April 26 (Reuters) – Meta Platforms Inc (METAO) CEO Mark Zuckerberg said on Wednesday that artificial intelligence is helping the company drive more traffic to Facebook and Instagram and win more ad sales, as it expects quarterly revenue to be much higher than analysts expected.
Meta shares rose 12% in after-hours trading, adding more than $50 billion to its market cap and continuing the rally in technology stocks that began after Alphabet Inc (GOOGL.O) and Google’s Microsoft Corp (MSFT.O) reported results. Strong on Tuesday. .
Meta trimmed the range of its cost forecasts for the year, saying expenses could be lower than the company forecast in March, and it beat forecasts for first-quarter earnings and revenue, which rose for the first time in nearly a year.
The company, which has been slow to adopt AI-friendly hardware and software systems for its core business, has undertaken several costly reforms to boost its core business, including a massive project to upgrade its AI capability.
“At this point, we are no longer behind in building the infrastructure for artificial intelligence,” Zuckerberg said on the conference call. “Conversely, we now have the ability to pioneer work in this space on a large scale.”
Meta said AI recommendations increased time spent on Instagram by 24% in the January-March quarter.
“I think a lot of Meta’s investment in AI has gone on the side of advertisers, similar to Alphabet,” said James Cordwell, an analyst with Atlantic Equities.
“As a consumer, we may not see the fruits of their labor in this area, but it certainly seems like they can use more advanced algorithms to maintain a certain level of ad targeting.”
Meta has also launched a cost-cutting campaign, with plans to cut 21,000 jobs and flatten out the middle management structure as it works toward Zuckerberg’s goal of turning 2023 into the “year of efficiency.”
Debra Ahu Williamson, principal analyst for Insider Intelligence, said the results indicated that the austerity drive was “a stronger-than-expected start for Meta.”
“In this economic environment – and after the debacle that was in 2022 – 3% year-over-year revenue growth is an achievement.

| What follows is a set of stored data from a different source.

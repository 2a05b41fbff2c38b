//! JSON REST handlers for stored objects.

use axum::Json;
use axum::extract::{Path, Query, State};
use serde::{Deserialize, Serialize};

use pixelhub_app::ports::ObjectStore;
use pixelhub_domain::error::{NotFoundError, PixelHubError};
use pixelhub_domain::object::StoredObject;
use pixelhub_domain::path::ObjectId;

use crate::error::ApiError;
use crate::state::AppState;

/// Query string of the list endpoint.
#[derive(Deserialize)]
pub struct ListQuery {
    /// Only objects at or below this dotted prefix.
    #[serde(default)]
    pub prefix: String,
}

/// One object together with its id.
#[derive(Serialize)]
pub struct ObjectEntry {
    pub id: ObjectId,
    #[serde(flatten)]
    pub object: StoredObject,
}

/// `GET /api/objects?prefix=apps`
pub async fn list<S>(
    State(state): State<AppState<S>>,
    Query(query): Query<ListQuery>,
) -> Result<Json<Vec<ObjectEntry>>, ApiError>
where
    S: ObjectStore + 'static,
{
    let objects = state.store.list_objects(&query.prefix).await?;
    let entries = objects
        .into_iter()
        .map(|(id, object)| ObjectEntry { id, object })
        .collect();
    Ok(Json(entries))
}

/// `GET /api/objects/{id}`
pub async fn get<S>(
    State(state): State<AppState<S>>,
    Path(id): Path<String>,
) -> Result<Json<StoredObject>, ApiError>
where
    S: ObjectStore + 'static,
{
    let id = ObjectId::new(id)?;
    let object = state.store.get_object(&id).await?.ok_or_else(|| {
        PixelHubError::from(NotFoundError {
            kind: "Object",
            id: id.to_string(),
        })
    })?;
    Ok(Json(object))
}
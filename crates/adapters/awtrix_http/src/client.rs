//! HTTP implementation of [`AppClient`].

use std::time::Duration;

use pixelhub_app::ports::AppClient;
use pixelhub_domain::error::RemoteError;

use crate::config::AwtrixConfig;
use crate::error::AwtrixError;

const CUSTOM_APP_PATH: &str = "/api/custom";

/// Talks to one device over its HTTP API.
#[derive(Clone)]
pub struct AwtrixClient {
    http: reqwest::Client,
    base_url: String,
    credentials: Option<(String, Option<String>)>,
}

impl AwtrixClient {
    /// Build a client from `config`.
    ///
    /// # Errors
    ///
    /// Returns [`AwtrixError::MissingHost`] for an empty host and
    /// [`AwtrixError::Build`] when the HTTP client cannot be created.
    pub fn new(config: &AwtrixConfig) -> Result<Self, AwtrixError> {
        if config.host.is_empty() {
            return Err(AwtrixError::MissingHost);
        }

        let http = reqwest::Client::builder()
            .timeout(Duration::from_secs(config.timeout_secs))
            .build()
            .map_err(AwtrixError::Build)?;

        Ok(Self {
            http,
            base_url: config.base_url(),
            credentials: config
                .username
                .clone()
                .map(|user| (user, config.password.clone())),
        })
    }

    /// Post to the custom-app endpoint for `name`.
    ///
    /// Without a payload the device deletes the app.
    async fn post_custom_app(
        &self,
        name: &str,
        payload: Option<&serde_json::Value>,
    ) -> Result<(), RemoteError> {
        let mut request = self
            .http
            .post(format!("{}{CUSTOM_APP_PATH}", self.base_url))
            .query(&[("name", name)]);
        request = match payload {
            Some(payload) => request.json(payload),
            None => request.body(""),
        };
        if let Some((user, password)) = &self.credentials {
            request = request.basic_auth(user, password.as_deref());
        }

        let response = request
            .send()
            .await
            .map_err(|err| RemoteError::Unreachable {
                app: name.to_string(),
                source: Box::new(err),
            })?;

        let status = response.status();
        if !status.is_success() {
            return Err(RemoteError::Rejected {
                app: name.to_string(),
                status: status.as_u16(),
            });
        }
        tracing::trace!(app = name, status = status.as_u16(), "device accepted request");
        Ok(())
    }
}

impl AppClient for AwtrixClient {
    async fn remove_app(&self, name: &str) -> Result<(), RemoteError> {
        self.post_custom_app(name, None).await
    }

    async fn update_app(&self, name: &str, payload: &serde_json::Value) -> Result<(), RemoteError> {
        self.post_custom_app(name, Some(payload)).await
    }
}
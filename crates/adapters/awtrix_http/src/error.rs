//! Client construction errors.

/// Errors raised while setting up the device client.
#[derive(Debug, thiserror::Error)]
pub enum AwtrixError {
    /// The underlying HTTP client could not be built.
    #[error("failed to build HTTP client")]
    Build(#[source] reqwest::Error),

    /// The configured host is empty.
    #[error("device host must not be empty")]
    MissingHost,
}
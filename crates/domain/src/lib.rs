//! # pixelhub-domain
//!
//! Pure domain model for the pixelhub app lifecycle layer.
//!
//! ## Responsibilities
//! - Foundational types: error conventions, timestamps, dotted object ids
//! - Define **App definitions** (the named content units hosted on the device)
//! - Define **Stored objects** (typed metadata records in the object store)
//! - Define **States** (current values with their acknowledgment flag)
//! - Define **Change events** (state and object mutations published on the bus)
//!
//! ## Dependency rule
//! This crate has **no internal dependencies**.
//! It must never import anything from `app`, adapters, or external IO crates.
//! All IO boundaries are expressed as traits in the `app` crate (ports).

pub mod error;
pub mod path;
pub mod time;

pub mod app;
pub mod event;
pub mod object;
pub mod state;
//! Event bus port — publish side of the change-notification stream.

use std::future::Future;

use pixelhub_domain::error::PixelHubError;
use pixelhub_domain::event::ChangeEvent;

/// Publishes change events to interested subscribers.
pub trait EventPublisher {
    /// Publish an event to all current subscribers.
    fn publish(&self, event: ChangeEvent)
    -> impl Future<Output = Result<(), PixelHubError>> + Send;
}

impl<T: EventPublisher + Send + Sync> EventPublisher for std::sync::Arc<T> {
    fn publish(
        &self,
        event: ChangeEvent,
    ) -> impl Future<Output = Result<(), PixelHubError>> + Send {
        (**self).publish(event)
    }
}
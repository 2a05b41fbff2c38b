//! Capability interface implemented by every app variant.
//!
//! The lifecycle core holds one [`AppHooks`] value per app and calls into it
//! after its own handling. Every method has a no-op default, so a variant
//! only overrides what it reacts to.

use std::future::Future;

use pixelhub_domain::error::PixelHubError;
use pixelhub_domain::object::StoredObject;
use pixelhub_domain::path::ObjectId;
use pixelhub_domain::state::State;

/// Variant-specific behaviour plugged into an [`AppLifecycle`](crate::lifecycle::AppLifecycle).
pub trait AppHooks: Send + Sync {
    /// Warm-up run once before the app's objects are provisioned.
    ///
    /// Variants may perform IO here and own their error handling.
    fn init(&self) -> impl Future<Output = Result<(), PixelHubError>> + Send {
        async { Ok(()) }
    }

    /// Called for every state change in the store namespace, after the core's
    /// own handling, with the original fully qualified id.
    ///
    /// `state` is `None` when the state was deleted.
    fn on_state_changed(
        &self,
        _id: &ObjectId,
        _state: Option<&State>,
    ) -> impl Future<Output = Result<(), PixelHubError>> + Send {
        async { Ok(()) }
    }

    /// Called for every object change in the store namespace, unfiltered.
    fn on_object_changed(
        &self,
        _id: &ObjectId,
        _object: Option<&StoredObject>,
    ) -> impl Future<Output = Result<(), PixelHubError>> + Send {
        async { Ok(()) }
    }
}

/// Hooks for apps whose content is fully managed on the device.
#[derive(Debug, Clone, Copy, Default)]
pub struct DefaultHooks;

impl AppHooks for DefaultHooks {}
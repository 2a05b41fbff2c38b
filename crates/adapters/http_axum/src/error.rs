//! HTTP error response mapping.

use axum::Json;
use axum::http::StatusCode;
use axum::response::{IntoResponse, Response};
use serde::Serialize;

use pixelhub_domain::error::PixelHubError;

/// JSON error body returned by API endpoints.
#[derive(Serialize)]
struct ErrorBody {
    error: String,
}

/// Maps [`PixelHubError`] to an HTTP response with appropriate status code.
pub struct ApiError(PixelHubError);

impl From<PixelHubError> for ApiError {
    fn from(err: PixelHubError) -> Self {
        Self(err)
    }
}

impl IntoResponse for ApiError {
    fn into_response(self) -> Response {
        let (status, message) = match &self.0 {
            PixelHubError::Validation(err) => (StatusCode::BAD_REQUEST, err.to_string()),
            PixelHubError::NotFound(err) => (StatusCode::NOT_FOUND, err.to_string()),
            PixelHubError::Remote(err) => {
                tracing::warn!(error = %err, "remote device error");
                (StatusCode::BAD_GATEWAY, err.to_string())
            }
            PixelHubError::Storage(err) => {
                tracing::error!(error = %err, "storage error");
                (
                    StatusCode::INTERNAL_SERVER_ERROR,
                    "internal server error".to_string(),
                )
            }
        };

        (status, Json(ErrorBody { error: message })).into_response()
    }
}
//! JSON REST handlers for state values.

use axum::Json;
use axum::extract::{Path, State};
use serde::Deserialize;

use pixelhub_app::ports::ObjectStore;
use pixelhub_domain::error::{NotFoundError, PixelHubError};
use pixelhub_domain::path::ObjectId;
use pixelhub_domain::state::State as ObjectState;

use crate::error::ApiError;
use crate::state::AppState;

/// Source marker attached to writes coming through the API.
pub const API_SOURCE: &str = "pixelhub.http";

/// Request body for writing a state.
#[derive(Deserialize)]
pub struct UpdateStateRequest {
    pub val: serde_json::Value,
    /// Writes are requests unless explicitly marked as confirmed.
    #[serde(default)]
    pub ack: bool,
}

/// `GET /api/states/{id}`
pub async fn get<S>(
    State(state): State<AppState<S>>,
    Path(id): Path<String>,
) -> Result<Json<ObjectState>, ApiError>
where
    S: ObjectStore + 'static,
{
    let id = ObjectId::new(id)?;
    let current = state.store.get_state(&id).await?.ok_or_else(|| {
        PixelHubError::from(NotFoundError {
            kind: "State",
            id: id.to_string(),
        })
    })?;
    Ok(Json(current))
}

/// `PUT /api/states/{id}`
pub async fn update<S>(
    State(state): State<AppState<S>>,
    Path(id): Path<String>,
    Json(req): Json<UpdateStateRequest>,
) -> Result<Json<ObjectState>, ApiError>
where
    S: ObjectStore + 'static,
{
    let id = ObjectId::new(id)?;
    let written = if req.ack {
        ObjectState::acknowledged(req.val)
    } else {
        ObjectState::request(req.val)
    }
    .with_source(API_SOURCE);

    state.store.set_state(&id, written.clone()).await?;
    tracing::debug!(id = %id, ack = written.ack, "state written through API");
    Ok(Json(written))
}
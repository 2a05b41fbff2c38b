//! `SQLite` connection pool setup and migration runner.

use std::str::FromStr;

use sqlx::SqlitePool;
use sqlx::sqlite::{SqliteConnectOptions, SqlitePoolOptions};

use crate::error::StorageError;

/// Configuration for the `SQLite` storage adapter.
pub struct Config {
    /// `SQLite` connection URL (e.g. `sqlite:pixelhub.db` or `sqlite::memory:`).
    pub database_url: String,
}

impl Config {
    /// Build a [`Database`] from this configuration.
    ///
    /// Creates the connection pool, creates the database file if missing,
    /// and runs all pending migrations.
    ///
    /// # Errors
    ///
    /// Returns [`StorageError`] if the connection or migrations fail.
    pub async fn build(self) -> Result<Database, StorageError> {
        Database::initialize(&self.database_url).await
    }
}

fn is_in_memory(database_url: &str) -> bool {
    database_url.contains(":memory:") || database_url.contains("mode=memory")
}

/// Holds the `SQLite` connection pool and provides access to it.
pub struct Database {
    pool: SqlitePool,
}

impl Database {
    /// Connect to the database and run migrations.
    ///
    /// An in-memory database lives as long as its connection, so the pool is
    /// pinned to one connection that never expires.
    async fn initialize(database_url: &str) -> Result<Self, StorageError> {
        let options = SqliteConnectOptions::from_str(database_url)?
            .create_if_missing(true)
            .foreign_keys(true);

        let in_memory = is_in_memory(database_url);
        let pool_options = if in_memory {
            SqlitePoolOptions::new()
                .max_connections(1)
                .idle_timeout(None)
                .max_lifetime(None)
        } else {
            SqlitePoolOptions::new()
        };

        let pool = pool_options.connect_with(options).await?;

        sqlx::migrate!("./migrations").run(&pool).await?;
        tracing::debug!(in_memory, "database ready");

        Ok(Self { pool })
    }

    /// Borrow the underlying connection pool.
    #[must_use]
    pub fn pool(&self) -> &SqlitePool {
        &self.pool
    }
}
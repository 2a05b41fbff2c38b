//! # pixelhub-app
//!
//! Application layer — the **app lifecycle core** and **port definitions** (traits).
//!
//! ## Responsibilities
//! - Define **port traits** that adapters must implement (driven/outbound ports):
//!   - `ObjectStore` — create-if-absent objects, read/write states
//!   - `AppClient` — remove/update apps on the remote device
//!   - `EventPublisher` — publish change events
//! - Define the **capability interface** app variants implement (`AppHooks`)
//! - Provide the **lifecycle core** (`AppLifecycle`): provisioning, change
//!   dispatch and teardown of one app
//! - Provide **in-process infrastructure** (event bus, dispatcher tasks) that
//!   doesn't need IO
//!
//! ## Dependency rule
//! Depends on `pixelhub-domain` only (plus `tokio` for channels and tasks).
//! Never imports adapter crates. Adapters depend on *this* crate, not the reverse.

pub mod dispatcher;
pub mod event_bus;
pub mod hooks;
pub mod lifecycle;
pub mod ports;
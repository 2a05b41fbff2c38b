//! # pixelhub-adapter-awtrix-http
//!
//! Remote app client for AWTRIX pixel clocks.
//!
//! ## Responsibilities
//! - Implement the [`AppClient`](pixelhub_app::ports::AppClient) port
//! - Map app operations onto the device's custom-app endpoint
//!   (`POST /api/custom?name=<app>`; an empty body deletes the app)
//! - Translate transport failures and non-success statuses into
//!   [`RemoteError`](pixelhub_domain::error::RemoteError)
//!
//! ## Dependency rule
//! Same as other adapters: depends on `pixelhub-app` and `pixelhub-domain`.

mod client;
mod config;
mod error;

pub use client::AwtrixClient;
pub use config::AwtrixConfig;
pub use error::AwtrixError;
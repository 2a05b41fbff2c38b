//! Axum router assembly.

use axum::Router;
use axum::routing::get;
use tower_http::trace::TraceLayer;

use pixelhub_app::ports::ObjectStore;

use crate::state::AppState;

/// Build the top-level axum [`Router`].
///
/// Nests API routes under `/api` next to a `/health` probe.
/// Includes a [`TraceLayer`] that logs each HTTP request/response at the
/// `DEBUG` level using the `tracing` ecosystem.
pub fn build<S>(state: AppState<S>) -> Router
where
    S: ObjectStore + 'static,
{
    Router::new()
        .route("/health", get(health_check))
        .nest("/api", crate::api::routes())
        .layer(TraceLayer::new_for_http())
        .with_state(state)
}

async fn health_check() -> &'static str {
    "OK"
}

Meta’s strong guidance for Q2 revenue is another indication that the company may be starting to get out of the woods.”
The social media giant faced a bruising 2022 as the pandemic-era e-commerce boom petered out, while rivals like TikTok snapped up younger users, and Apple Inc (AAPL.O) privacy updates cut off access to the user data around which it built its advertising business.
Cost control
Spending on AI retooling fueled the company’s capital expenditures, which came in slightly below expectations at $7.1 billion for the quarter. Analysts expected $7.2 billion in capital expenditures in the quarter, based on the company’s annual forecast of $30 to $33 billion, which was unchanged.
The company has left open the possibility of increased capital expenditures as it builds products for generative AI, an emerging technology that can craft human-like writing, art, and other content.
“Zuckerberg is well aware that his spending habits are being watched very carefully, and any renewed efforts to shift the budget into untested areas will not work well,” said Sophie Lund Yates, senior equity analyst at Hargreaves Lansdowne.
“Having said that, it is very difficult to make your way to the top, which makes Meta walk a very fine line between keeping the lights on and making the future bright enough to excite investors.”
Meta said it continued to expect operating losses to increase in its metaverse-oriented Reality Labs unit in 2023. The company has been investing billions of dollars in the unit, which lost $13.7 billion last year.
Zuckerberg said he remained committed to the investments.
“A narrative has been developed that we are somehow moving away from the focus of the metaverse vision. I just want to say up front: This is not accurate,” he said. “We’ve focused on both AI and Metaverse for years now, and we’ll continue to focus on both.”
Mita trimmed its forecast for annual expenses to between $86 billion and $90 billion, down from the $86 billion to $92 billion it had projected in March, when it announced its second round of layoffs.
The company said its quarterly advertising price fell 17% from a year earlier, while it expects revenue for the current quarter to be between $29.5 billion and $32 billion, compared to analyst estimates of $29.53 billion, according to Refinitiv data.
Net profit for the first three months of the year fell to $2.20 per share from $2.72 a year earlier, but beat expectations of $2.03 per share.
First-quarter revenue rose 3% to $28.65 billion, beating an average estimate of $27.66 billion.
Reporting by Akash Sriram in Bengaluru; Editing by Aaron Kuyor
Our standards: Thomson Reuters Trust Principles.